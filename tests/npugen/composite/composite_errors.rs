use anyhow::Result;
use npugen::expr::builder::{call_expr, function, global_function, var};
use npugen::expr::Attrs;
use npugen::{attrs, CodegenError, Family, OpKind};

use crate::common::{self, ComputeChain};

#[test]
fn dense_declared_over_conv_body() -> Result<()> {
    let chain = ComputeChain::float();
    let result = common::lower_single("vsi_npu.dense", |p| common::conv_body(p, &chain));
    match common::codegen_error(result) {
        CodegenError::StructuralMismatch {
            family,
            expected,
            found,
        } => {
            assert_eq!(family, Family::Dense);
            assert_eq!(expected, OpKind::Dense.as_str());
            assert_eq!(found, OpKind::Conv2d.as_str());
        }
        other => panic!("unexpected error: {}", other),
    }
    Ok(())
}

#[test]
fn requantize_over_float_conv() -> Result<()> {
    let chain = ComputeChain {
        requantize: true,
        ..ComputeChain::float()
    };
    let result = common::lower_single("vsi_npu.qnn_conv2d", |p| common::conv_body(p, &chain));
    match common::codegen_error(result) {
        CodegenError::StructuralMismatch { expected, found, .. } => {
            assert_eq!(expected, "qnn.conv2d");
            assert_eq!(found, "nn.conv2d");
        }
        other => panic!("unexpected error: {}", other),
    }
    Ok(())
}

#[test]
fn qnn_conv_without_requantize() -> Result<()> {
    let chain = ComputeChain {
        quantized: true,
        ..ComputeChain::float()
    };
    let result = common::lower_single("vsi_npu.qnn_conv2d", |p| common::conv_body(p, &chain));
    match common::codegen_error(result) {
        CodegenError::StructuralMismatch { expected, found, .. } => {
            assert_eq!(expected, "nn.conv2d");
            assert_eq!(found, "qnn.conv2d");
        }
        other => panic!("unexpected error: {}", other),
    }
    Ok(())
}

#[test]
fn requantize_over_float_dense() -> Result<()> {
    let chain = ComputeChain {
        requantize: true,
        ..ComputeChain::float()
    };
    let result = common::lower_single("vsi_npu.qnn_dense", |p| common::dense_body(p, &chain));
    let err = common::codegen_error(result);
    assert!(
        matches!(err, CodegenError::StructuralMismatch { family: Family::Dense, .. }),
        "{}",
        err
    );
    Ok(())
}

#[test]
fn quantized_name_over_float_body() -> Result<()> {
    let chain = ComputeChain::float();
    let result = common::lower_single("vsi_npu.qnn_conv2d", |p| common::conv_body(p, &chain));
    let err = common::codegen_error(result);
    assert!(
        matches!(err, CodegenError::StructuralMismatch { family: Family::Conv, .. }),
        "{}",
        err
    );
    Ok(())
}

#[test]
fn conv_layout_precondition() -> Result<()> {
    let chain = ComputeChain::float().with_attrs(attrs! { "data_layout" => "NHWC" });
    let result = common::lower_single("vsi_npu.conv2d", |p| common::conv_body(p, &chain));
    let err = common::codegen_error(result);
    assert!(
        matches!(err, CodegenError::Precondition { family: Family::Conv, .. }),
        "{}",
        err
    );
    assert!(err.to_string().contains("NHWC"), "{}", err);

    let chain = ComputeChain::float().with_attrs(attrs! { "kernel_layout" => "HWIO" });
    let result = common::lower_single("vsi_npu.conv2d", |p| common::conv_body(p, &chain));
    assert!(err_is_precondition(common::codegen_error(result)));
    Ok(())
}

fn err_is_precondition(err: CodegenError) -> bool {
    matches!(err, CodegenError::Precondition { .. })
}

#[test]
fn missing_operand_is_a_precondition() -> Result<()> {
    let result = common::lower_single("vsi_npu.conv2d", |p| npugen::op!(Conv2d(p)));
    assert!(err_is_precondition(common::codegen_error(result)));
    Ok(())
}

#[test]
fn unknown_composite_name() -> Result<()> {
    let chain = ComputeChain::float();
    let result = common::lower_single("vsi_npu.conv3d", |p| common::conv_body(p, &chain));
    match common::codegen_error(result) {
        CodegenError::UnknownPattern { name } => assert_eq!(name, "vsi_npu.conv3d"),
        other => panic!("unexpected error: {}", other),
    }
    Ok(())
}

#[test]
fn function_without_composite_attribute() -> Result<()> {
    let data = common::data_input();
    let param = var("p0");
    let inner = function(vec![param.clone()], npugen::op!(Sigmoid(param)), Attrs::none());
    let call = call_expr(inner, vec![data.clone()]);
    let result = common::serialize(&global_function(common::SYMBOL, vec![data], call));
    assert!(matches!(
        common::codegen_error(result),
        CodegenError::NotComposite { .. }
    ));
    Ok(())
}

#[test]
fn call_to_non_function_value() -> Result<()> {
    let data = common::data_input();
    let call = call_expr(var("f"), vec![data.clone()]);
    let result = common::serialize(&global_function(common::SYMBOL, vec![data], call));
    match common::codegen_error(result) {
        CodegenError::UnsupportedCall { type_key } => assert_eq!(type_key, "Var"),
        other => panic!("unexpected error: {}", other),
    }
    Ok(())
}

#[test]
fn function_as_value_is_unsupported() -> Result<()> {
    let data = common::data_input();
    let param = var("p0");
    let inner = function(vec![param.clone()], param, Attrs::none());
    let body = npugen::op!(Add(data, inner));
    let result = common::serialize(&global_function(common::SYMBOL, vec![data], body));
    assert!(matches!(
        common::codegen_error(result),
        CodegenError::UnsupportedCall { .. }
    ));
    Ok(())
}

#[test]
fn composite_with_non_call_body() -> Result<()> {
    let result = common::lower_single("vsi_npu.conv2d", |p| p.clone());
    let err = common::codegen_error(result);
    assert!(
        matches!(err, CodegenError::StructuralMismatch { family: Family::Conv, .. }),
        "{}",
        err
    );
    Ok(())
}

#####

Task details: Only the lines of the data holding the string "inner" are wanted; copy each of them.

Response area:
    let inner = function(vec![param.clone()], npugen::op!(Sigmoid(param)), Attrs::none());
    let call = call_expr(inner, vec![data.clone()]);
    let inner = function(vec![param.clone()], param, Attrs::none());
    let body = npugen::op!(Add(data, inner));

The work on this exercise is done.